Ms. Tippett: And he's eclectically religious …

Mr. Terkel: He's very eclectic.

Ms. Tippett: … to use your word, yeah.

Mr. Terkel: He brushes up on the Qur'an and the Talmud.

Ms. Tippett: Yeah, the Buddha.

Mr. Terkel: But mostly, his articulateness — not his articulateness, his — the sense of goodness about him, doesn't — he looks like your sharpie. He looks perfect, you know? Skinny, moustache, hot shot. But precisely the opposite, you see. Well, you found him quite moving.

Ms. Tippett: Here's a passage from Studs Terkel's book Will the Circle Be Unbroken? It's an excerpt of his interview with the former death row inmate Delbert Tibbs.

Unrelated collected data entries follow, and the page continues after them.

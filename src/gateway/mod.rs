//! Axum-based HTTP gateway: demo chat stream producer and launch-data check.
//!
//! - Request body size limits (64KB max)
//! - Request timeouts (30s) on the time to first response byte
//! - CORS restricted to the configured origins

mod handlers;
mod server;

pub use server::{build_app, run_gateway, run_gateway_with_listener};

use crate::config::Config;
use crate::security::LaunchVerifier;
use std::sync::Arc;
use std::time::Duration;

/// Maximum request body size (64KB) -- prevents memory exhaustion
pub const MAX_BODY_SIZE: usize = 65_536;
/// Request timeout (30s) -- prevents slow-loris attacks
pub const REQUEST_TIMEOUT_SECS: u64 = 30;

/// Reply streamed by the demo producer, one character per frame.
pub const DEMO_REPLY: &str = "Demo stream: no text generation provider is configured. Привет!";

/// Shared state for all axum handlers
#[derive(Clone)]
pub struct AppState {
    pub verifier: Option<Arc<LaunchVerifier>>,
    pub demo_delay: Duration,
}

impl AppState {
    pub fn from_config(config: &Config) -> Self {
        Self {
            verifier: config.launch.verifier().map(Arc::new),
            demo_delay: Duration::from_millis(config.gateway.demo_delay_ms),
        }
    }
}
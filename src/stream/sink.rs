use super::turn::TurnReport;
use std::sync::Arc;

/// Observer for a streaming turn. Called synchronously from the read loop,
/// so implementations must not block.
pub trait TurnSink: Send + Sync {
    fn on_delta(&self, text: &str);

    fn on_finish(&self, _report: &TurnReport) {}
}

#[derive(Debug, Default)]
pub struct NullTurnSink;

impl TurnSink for NullTurnSink {
    fn on_delta(&self, _text: &str) {}
}

/// Echoes deltas to stderr as they arrive.
pub struct CliTurnSink {
    writer: Arc<dyn Fn(&str) + Send + Sync>,
}

impl CliTurnSink {
    pub fn new() -> Self {
        Self {
            writer: Arc::new(|text| {
                eprint!("{text}");
            }),
        }
    }

    #[cfg(test)]
    fn with_writer(writer: Arc<dyn Fn(&str) + Send + Sync>) -> Self {
        Self { writer }
    }
}

impl Default for CliTurnSink {
    fn default() -> Self {
        Self::new()
    }
}

impl TurnSink for CliTurnSink {
    fn on_delta(&self, text: &str) {
        (self.writer)(text);
    }

    fn on_finish(&self, _report: &TurnReport) {
        (self.writer)("\n");
    }
}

Tibbs murder conviction was overturned for lack of evidence, but only after he had spent two years on Florida's death row.

Reader: When I meet people now, if they try to make a big deal about me having been on death row, I sometimes gently remind them that we're all on death row. The difference is that here the state's going to do it, and at some point you're going to know the date and the hour, but that's the only difference.

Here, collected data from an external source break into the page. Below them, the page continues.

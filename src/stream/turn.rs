//! One assistant turn: `Idle -> Streaming -> Completed | Failed | Aborted`.
//!
//! A turn owns exactly one assistant slot in the shared transcript and never
//! writes anywhere else. Once a terminal state is reached the slot is sealed
//! and later events are ignored.

use super::accumulator::{Applied, apply};
use super::sink::TurnSink;
use super::sse::{StreamFrame, TailPolicy, decode_frames};
use super::transcript::{ChatMessage, MessageSlot, SharedTranscript};
use crate::error::StreamError;
use futures_util::{Stream, StreamExt};
use serde::Serialize;
use std::fmt::Display;
use tokio_util::sync::CancellationToken;

#[derive(Debug, Clone, Copy, PartialEq, Eq, Serialize)]
#[serde(rename_all = "snake_case")]
pub enum TurnState {
    Idle,
    Streaming,
    Completed,
    Failed,
    /// Cancelled by the caller; partial content is kept without annotation.
    Aborted,
}

impl TurnState {
    pub fn is_terminal(self) -> bool {
        matches!(self, Self::Completed | Self::Failed | Self::Aborted)
    }
}

#[derive(Debug, Clone, PartialEq, Eq)]
pub struct TurnReport {
    pub slot: Option<MessageSlot>,
    pub state: TurnState,
    pub content: String,
    pub frames: usize,
    /// `false` for a `Completed` turn means the transport closed before the
    /// termination sentinel arrived.
    pub sentinel_seen: bool,
    pub error: Option<String>,
}

pub struct Turn<'a> {
    transcript: SharedTranscript,
    sink: &'a dyn TurnSink,
    slot: Option<MessageSlot>,
    state: TurnState,
    frames: usize,
    sentinel_seen: bool,
    error: Option<String>,
}

impl<'a> Turn<'a> {
    pub fn new(transcript: SharedTranscript, sink: &'a dyn TurnSink) -> Self {
        Self {
            transcript,
            sink,
            slot: None,
            state: TurnState::Idle,
            frames: 0,
            sentinel_seen: false,
            error: None,
        }
    }

    /// Open the assistant slot and return the history the request should
    /// carry. Calling it again does not open a second slot.
    pub fn start(&mut self) -> Vec<ChatMessage> {
        let mut transcript = self.transcript.lock();
        let slot = match self.slot {
            Some(slot) => slot,
            None => {
                let slot = transcript.begin_assistant();
                self.slot = Some(slot);
                self.state = TurnState::Streaming;
                tracing::debug!(slot = slot.index(), "stream turn started");
                slot
            }
        };
        transcript.history_before(slot)
    }

    pub fn state(&self) -> TurnState {
        self.state
    }

    pub fn slot(&self) -> Option<MessageSlot> {
        self.slot
    }

    /// Feed one frame. Returns `false` once the turn must stop reading.
    pub fn on_frame(&mut self, frame: &StreamFrame) -> bool {
        if self.state != TurnState::Streaming {
            return false;
        }
        self.frames += 1;
        frame.payloads().all(|payload| self.on_payload(payload))
    }

    /// Feed one already-unmarked payload.
    pub fn on_payload(&mut self, payload: &str) -> bool {
        if self.state != TurnState::Streaming {
            return false;
        }
        let Some(slot) = self.slot else {
            return false;
        };

        let outcome = {
            let mut transcript = self.transcript.lock();
            let Some(message) = transcript.open_message_mut(slot) else {
                tracing::warn!(slot = slot.index(), "assistant slot sealed under a live turn");
                return false;
            };
            apply(payload, message)
        };

        match outcome {
            Applied::Delta(text) => {
                self.sink.on_delta(&text);
                true
            }
            Applied::Ignored => true,
            Applied::Done => {
                self.sentinel_seen = true;
                self.settle(TurnState::Completed);
                false
            }
            Applied::Failed(reason) => {
                tracing::warn!(error = %reason, "stream producer reported an error");
                self.error = Some(reason);
                self.settle(TurnState::Failed);
                false
            }
        }
    }

    /// Transport-level failure: annotate the slot and end the turn.
    pub fn fail(&mut self, error: &StreamError) {
        if self.state.is_terminal() {
            return;
        }
        tracing::warn!(%error, "stream turn failed");
        let reason = error.annotation();
        if let Some(slot) = self.slot
            && let Some(message) = self.transcript.lock().open_message_mut(slot)
        {
            message.push_error_annotation(&reason);
        }
        self.error = Some(reason);
        self.settle(TurnState::Failed);
    }

    /// Caller cancelled; keep partial content as is.
    pub fn abort(&mut self) {
        if self.state.is_terminal() {
            return;
        }
        tracing::info!(frames = self.frames, "stream turn aborted");
        self.settle(TurnState::Aborted);
    }

    /// The transport reached end of input.
    pub fn close(&mut self) {
        if self.state != TurnState::Streaming {
            return;
        }
        tracing::warn!(
            frames = self.frames,
            "stream closed without termination sentinel"
        );
        self.settle(TurnState::Completed);
    }

    fn settle(&mut self, state: TurnState) {
        self.state = state;
        if let Some(slot) = self.slot {
            self.transcript.lock().seal(slot);
        }
    }

    pub fn report(&self) -> TurnReport {
        let content = self
            .slot
            .and_then(|slot| {
                self.transcript
                    .lock()
                    .get(slot)
                    .map(|message| message.content.clone())
            })
            .unwrap_or_default();

        TurnReport {
            slot: self.slot,
            state: self.state,
            content,
            frames: self.frames,
            sentinel_seen: self.sentinel_seen,
            error: self.error.clone(),
        }
    }

    /// Read `chunks` until a terminal state, the end of the transport, or
    /// cancellation. Never returns an error; failures land in the transcript.
    pub async fn drive<S, B, E>(
        mut self,
        chunks: S,
        cancel: &CancellationToken,
        tail_policy: TailPolicy,
    ) -> TurnReport
    where
        S: Stream<Item = Result<B, E>>,
        B: AsRef<[u8]>,
        E: Display,
    {
        if self.state == TurnState::Idle {
            self.start();
        }

        let frames = decode_frames(chunks, tail_policy);
        tokio::pin!(frames);

        while self.state == TurnState::Streaming {
            let next = tokio::select! {
                biased;
                () = cancel.cancelled() => {
                    self.abort();
                    break;
                }
                next = frames.next() => next,
            };

            match next {
                Some(Ok(frame)) => {
                    self.on_frame(&frame);
                }
                Some(Err(error)) => self.fail(&StreamError::Read(error.to_string())),
                None => self.close(),
            }
        }

        self.finish()
    }

    /// Report the outcome and notify the sink.
    pub fn finish(self) -> TurnReport {
        let report = self.report();
        tracing::info!(
            state = ?report.state,
            frames = report.frames,
            chars = report.content.chars().count(),
            "stream turn finished"
        );
        self.sink.on_finish(&report);
        report
    }
}

#[cfg(test)]
mod tests {
    use super::*;
    use crate::stream::sink::NullTurnSink;
    use crate::stream::transcript::{Role, Transcript};
    use futures_util::stream;
    use std::sync::Mutex;

    fn transcript_with_question() -> SharedTranscript {
        let mut transcript = Transcript::new();
        transcript.push(ChatMessage::user("hi"));
        SharedTranscript::new(transcript)
    }

    fn body(parts: &[&str]) -> impl Stream<Item = Result<Vec<u8>, String>> {
        let parts: Vec<_> = parts.iter().map(|p| Ok(p.as_bytes().to_vec())).collect();
        stream::iter(parts)
    }

    async fn run(transcript: &SharedTranscript, parts: &[&str]) -> TurnReport {
        Turn::new(transcript.clone(), &NullTurnSink)
            .drive(body(parts), &CancellationToken::new(), TailPolicy::Discard)
            .await
    }

    #[tokio::test]
    async fn deltas_and_sentinel_complete_the_turn() {
        let transcript = transcript_with_question();
        let report = run(
            &transcript,
            &[
                "data: {\"delta\":\"Hel\"}\n\n",
                "data: {\"delta\":\"lo\"}\n\n",
                "data: [DONE]\n\n",
            ],
        )
        .await;

        assert_eq!(report.state, TurnState::Completed);
        assert!(report.sentinel_seen);
        assert_eq!(report.content, "Hello");
        assert_eq!(report.frames, 3);

        let messages = transcript.snapshot();
        assert_eq!(messages.len(), 2);
        assert_eq!(messages[1].role, Role::Assistant);
        assert_eq!(messages[1].content, "Hello");
        assert!(!transcript.lock().is_open(report.slot.unwrap()));
    }

    #[tokio::test]
    async fn error_payload_fails_with_partial_content() {
        let transcript = transcript_with_question();
        let report = run(
            &transcript,
            &[
                "data: {\"delta\":\"Par\"}\n\n",
                "data: {\"error\":\"rate_limited\"}\n\n",
            ],
        )
        .await;

        assert_eq!(report.state, TurnState::Failed);
        assert_eq!(report.error.as_deref(), Some("rate_limited"));
        assert_eq!(report.content, "Par\n[error: rate_limited]");
    }

    #[tokio::test]
    async fn malformed_frame_between_deltas_is_skipped() {
        let transcript = transcript_with_question();
        let report = run(
            &transcript,
            &[
                "data: {\"delta\":\"a\"}\n\ndata: not-json\n\n",
                ": keep-alive\n\ndata: {\"delta\":\"b\"}\n\ndata: [DONE]\n\n",
            ],
        )
        .await;

        assert_eq!(report.state, TurnState::Completed);
        assert_eq!(report.content, "ab");
    }

    #[tokio::test]
    async fn frames_after_sentinel_are_not_applied() {
        let transcript = transcript_with_question();
        let report = run(
            &transcript,
            &["data: {\"delta\":\"x\"}\n\ndata: [DONE]\n\ndata: {\"delta\":\"y\"}\n\n"],
        )
        .await;
        assert_eq!(report.content, "x");
        assert_eq!(report.frames, 2);
    }

    #[tokio::test]
    async fn close_without_sentinel_completes_unflagged() {
        let transcript = transcript_with_question();
        let report = run(
            &transcript,
            &["data: {\"delta\":\"x\"}\n\ndata: {\"delta\":\"lost\"}"],
        )
        .await;

        assert_eq!(report.state, TurnState::Completed);
        assert!(!report.sentinel_seen);
        assert_eq!(report.content, "x");
    }

    #[tokio::test]
    async fn transport_error_annotates_and_fails() {
        let transcript = transcript_with_question();
        let chunks = stream::iter(vec![
            Ok(b"data: {\"delta\":\"so far\"}\n\n".to_vec()),
            Err("connection reset".to_string()),
        ]);
        let report = Turn::new(transcript.clone(), &NullTurnSink)
            .drive(chunks, &CancellationToken::new(), TailPolicy::Discard)
            .await;

        assert_eq!(report.state, TurnState::Failed);
        assert_eq!(
            report.content,
            "so far\n[error: connection lost: connection reset]"
        );
    }

    #[tokio::test]
    async fn cancellation_keeps_partial_content() {
        let transcript = transcript_with_question();
        let cancel = CancellationToken::new();
        let first = stream::iter(vec![Ok::<_, String>(
            b"data: {\"delta\":\"part\"}\n\n".to_vec(),
        )]);
        let chunks = first.chain(stream::pending());

        let mut turn = Turn::new(transcript.clone(), &NullTurnSink);
        turn.start();
        let driver = turn.drive(chunks, &cancel, TailPolicy::Discard);
        let canceller = async {
            tokio::task::yield_now().await;
            cancel.cancel();
        };
        let (report, ()) = tokio::join!(driver, canceller);

        assert_eq!(report.state, TurnState::Aborted);
        assert_eq!(report.content, "part");
        assert!(report.error.is_none());
    }

    #[tokio::test]
    async fn concurrent_turns_write_only_their_own_slot() {
        let transcript = transcript_with_question();
        let mut first = Turn::new(transcript.clone(), &NullTurnSink);
        let mut second = Turn::new(transcript.clone(), &NullTurnSink);
        first.start();
        second.start();

        assert!(first.on_payload(r#"{"delta":"A1"}"#));
        assert!(second.on_payload(r#"{"delta":"B1"}"#));
        assert!(first.on_payload(r#"{"delta":"A2"}"#));
        assert!(!second.on_payload("[DONE]"));
        assert!(!first.on_payload(r#"{"error":"boom"}"#));

        let messages = transcript.snapshot();
        assert_eq!(messages[1].content, "A1A2\n[error: boom]");
        assert_eq!(messages[2].content, "B1");
        assert_eq!(first.state(), TurnState::Failed);
        assert_eq!(second.state(), TurnState::Completed);
    }

    #[test]
    fn terminal_turn_ignores_further_events() {
        let transcript = transcript_with_question();
        let mut turn = Turn::new(transcript.clone(), &NullTurnSink);
        turn.start();
        assert!(!turn.on_payload("[DONE]"));

        turn.fail(&StreamError::Read("late".into()));
        turn.abort();
        assert!(!turn.on_payload(r#"{"delta":"late"}"#));

        let report = turn.report();
        assert_eq!(report.state, TurnState::Completed);
        assert_eq!(report.content, "");
        assert!(report.error.is_none());
    }

    #[test]
    fn start_is_idempotent_and_returns_history() {
        let transcript = transcript_with_question();
        let mut turn = Turn::new(transcript.clone(), &NullTurnSink);
        assert_eq!(turn.state(), TurnState::Idle);

        let history = turn.start();
        assert_eq!(history, vec![ChatMessage::user("hi")]);
        assert_eq!(turn.start(), history);
        assert_eq!(transcript.snapshot().len(), 2);
        assert_eq!(turn.state(), TurnState::Streaming);
    }

    #[test]
    fn failure_before_any_frame_leaves_annotation_only() {
        let transcript = transcript_with_question();
        let mut turn = Turn::new(transcript.clone(), &NullTurnSink);
        turn.start();
        turn.fail(&StreamError::Status { status: 503 });
        assert_eq!(turn.report().content, "[error: http 503]");
        assert_eq!(turn.state(), TurnState::Failed);
    }

    #[test]
    fn sink_sees_each_delta() {
        struct Recording(Mutex<Vec<String>>);
        impl TurnSink for Recording {
            fn on_delta(&self, text: &str) {
                self.0.lock().unwrap().push(text.to_string());
            }
        }

        let sink = Recording(Mutex::new(Vec::new()));
        let transcript = transcript_with_question();
        let mut turn = Turn::new(transcript, &sink);
        turn.start();
        turn.on_frame(&StreamFrame::new("data: {\"delta\":\"a\"}\ndata: {\"delta\":\"b\"}"));
        turn.on_payload("noise");

        assert_eq!(*sink.0.lock().unwrap(), vec!["a", "b"]);
    }
}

I believe life is endless. We can't talk about life without talking about death. We can't talk about death without talking about life. I was listening to the Dalai Lama. I read his autobiography, and he says that Buddhists often meditate on death. That's total anathema to the Western mind, right? I think it has something to do with Greek culture, with its bifurcation of existence — this is life and this is death. I learned to meditate before I went to death row. That's one of the things that helped me get through, but it was very difficult.

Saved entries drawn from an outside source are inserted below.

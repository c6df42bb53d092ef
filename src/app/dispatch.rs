use crate::cli::commands::{Cli, Commands};
use anyhow::{Context, Result, bail};
use std::time::Duration;
use studentio::Config;
use studentio::security::{LaunchVerifier, extract_user_id, sign_launch_data};
use studentio::stream::{
    ChatMessage, CliTurnSink, SharedTranscript, StreamClient, Transcript, TurnState,
};
use tokio_util::sync::CancellationToken;

pub async fn dispatch(cli: Cli, config: Config) -> Result<()> {
    match cli.command {
        Commands::Verify { init_data, secret } => run_verify(&config, &init_data, secret),
        Commands::Sign { fields, secret } => run_sign(&config, &fields, secret),
        Commands::Chat {
            message,
            system,
            endpoint,
            model,
        } => run_chat(config, message, system, endpoint, model).await,
        Commands::Serve { host, port } => run_serve(config, host, port).await,
    }
}

// Priority: --secret flag > STUDENTIO_BOT_TOKEN > config file.
fn resolve_secret(flag: Option<String>, config: &Config) -> Result<String> {
    flag.or_else(|| config.launch.bot_token.clone())
        .map(|secret| secret.trim().to_string())
        .filter(|secret| !secret.is_empty())
        .context("no bot token: pass --secret, set STUDENTIO_BOT_TOKEN or [launch] bot_token")
}

fn run_verify(config: &Config, init_data: &str, secret: Option<String>) -> Result<()> {
    let verifier = LaunchVerifier::new(resolve_secret(secret, config)?)
        .with_max_age(Duration::from_secs(config.launch.max_age_secs));

    if !verifier.verify(init_data) {
        println!("verified: false");
        bail!("launch data rejected");
    }

    println!("verified: true");
    if let Some(user_id) = extract_user_id(init_data) {
        println!("user_id: {user_id}");
    }
    Ok(())
}

fn run_sign(config: &Config, fields: &[(String, String)], secret: Option<String>) -> Result<()> {
    let secret = resolve_secret(secret, config)?;
    let signed = sign_launch_data(
        fields.iter().map(|(k, v)| (k.as_str(), v.as_str())),
        &secret,
    )?;
    println!("{signed}");
    Ok(())
}

async fn run_chat(
    config: Config,
    message: String,
    system: Option<String>,
    endpoint: Option<String>,
    model: Option<String>,
) -> Result<()> {
    let mut stream_config = config.stream;
    if let Some(endpoint) = endpoint {
        stream_config.endpoint = endpoint;
    }
    if let Some(model) = model {
        stream_config.model = model;
    }
    let client = StreamClient::from_config(&stream_config);

    let mut transcript = Transcript::new();
    if let Some(system) = system {
        transcript.push(ChatMessage::system(system));
    }
    transcript.push(ChatMessage::user(message));
    let transcript = SharedTranscript::new(transcript);

    let cancel = CancellationToken::new();
    let ctrl_c_cancel = cancel.clone();
    tokio::spawn(async move {
        if tokio::signal::ctrl_c().await.is_ok() {
            ctrl_c_cancel.cancel();
        }
    });

    let report = client
        .run_turn(&transcript, &CliTurnSink::new(), &cancel)
        .await;
    println!("state: {:?}", report.state);

    match report.state {
        TurnState::Failed => bail!(
            "stream failed: {}",
            report.error.as_deref().unwrap_or("unknown error")
        ),
        _ => Ok(()),
    }
}

async fn run_serve(mut config: Config, host: Option<String>, port: Option<u16>) -> Result<()> {
    if let Some(host) = host {
        config.gateway.host = host;
    }
    if let Some(port) = port {
        config.gateway.port = port;
    }

    studentio::gateway::run_gateway(&config, async {
        let _ = tokio::signal::ctrl_c().await;
    })
    .await
}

What I've discovered is all of the holy books are marvelous, absolutely so, including the Bible. The Bible has the most beautiful language of any book I've ever read, not to mention the fact that there's something there. God is there. But I really do believe he's hidden. I believe the Jewish mystics who went into the Kabbalah know that. The Bhagavad Gita is the bible to 300 million Indians and others who are not Indians. Thoreau and Emerson read it. Krishna says there never was a time when you and I did not exist, and there will never be a time when we cease to be. He said, 'This body wears out, like garments, and when a garment wears out, you take it off and you lay it down and you pick up another one and put it on.'

One of the terrible things about executions is to jump people off into the universe like that. I think for a soul to be wrenched from the body is for the soul to be in anger and in pain and in hatred. I believe it impacts negatively on our world, that probably a lot of the calamities that happen are a result of that sort of thing. I mourn for the whole world, because it's such a horrible place so often.

Ms. Tippett: From Studs Terkel's interview with former death row inmate Delbert Tibbs, quoted in his book Will the Circle Be Unbroken?

Ms. Tippett: So, you know, one thing that is very striking that I didn't expect is that — your book about death, it's really a very religious book.

Mr. Terkel: Religious book?

Ms. Tippett: Yes. I mean, there's a lot of religion in it, all the way through it. I mean, did you know that, that those themes would be so prominent when you started it?

Mr. Terkel: Well, I knew religion would play a role in it when I — to be fair, I happen to be an agnostic. You know what an agnostic is, don't you?

Ms. Tippett: Oh, yeah.

Mr. Terkel: A cowardly atheist. And I'm an agnostic. But religion — well, you know who the most religious people in the country are? Black people, by far. Do you know who Gary Wills is?

Ms. Tippett: Uh-huh.

Mr. Terkel: Gary Wills wrote — one of his books is one of the least known. It's called Under God: Religion and America. And it's mostly — well, it's about African-Americans and the church. My friend who died recently, Vernon Jarrett, was a black journalist. And Vern is nonreligious, but he felt the importance of religion when his son died. And he thought how important it was, that church, with all the ritual, with all the hours, it was Episcopalian, black Episcopalian, but it was as long as a Catholic ceremony.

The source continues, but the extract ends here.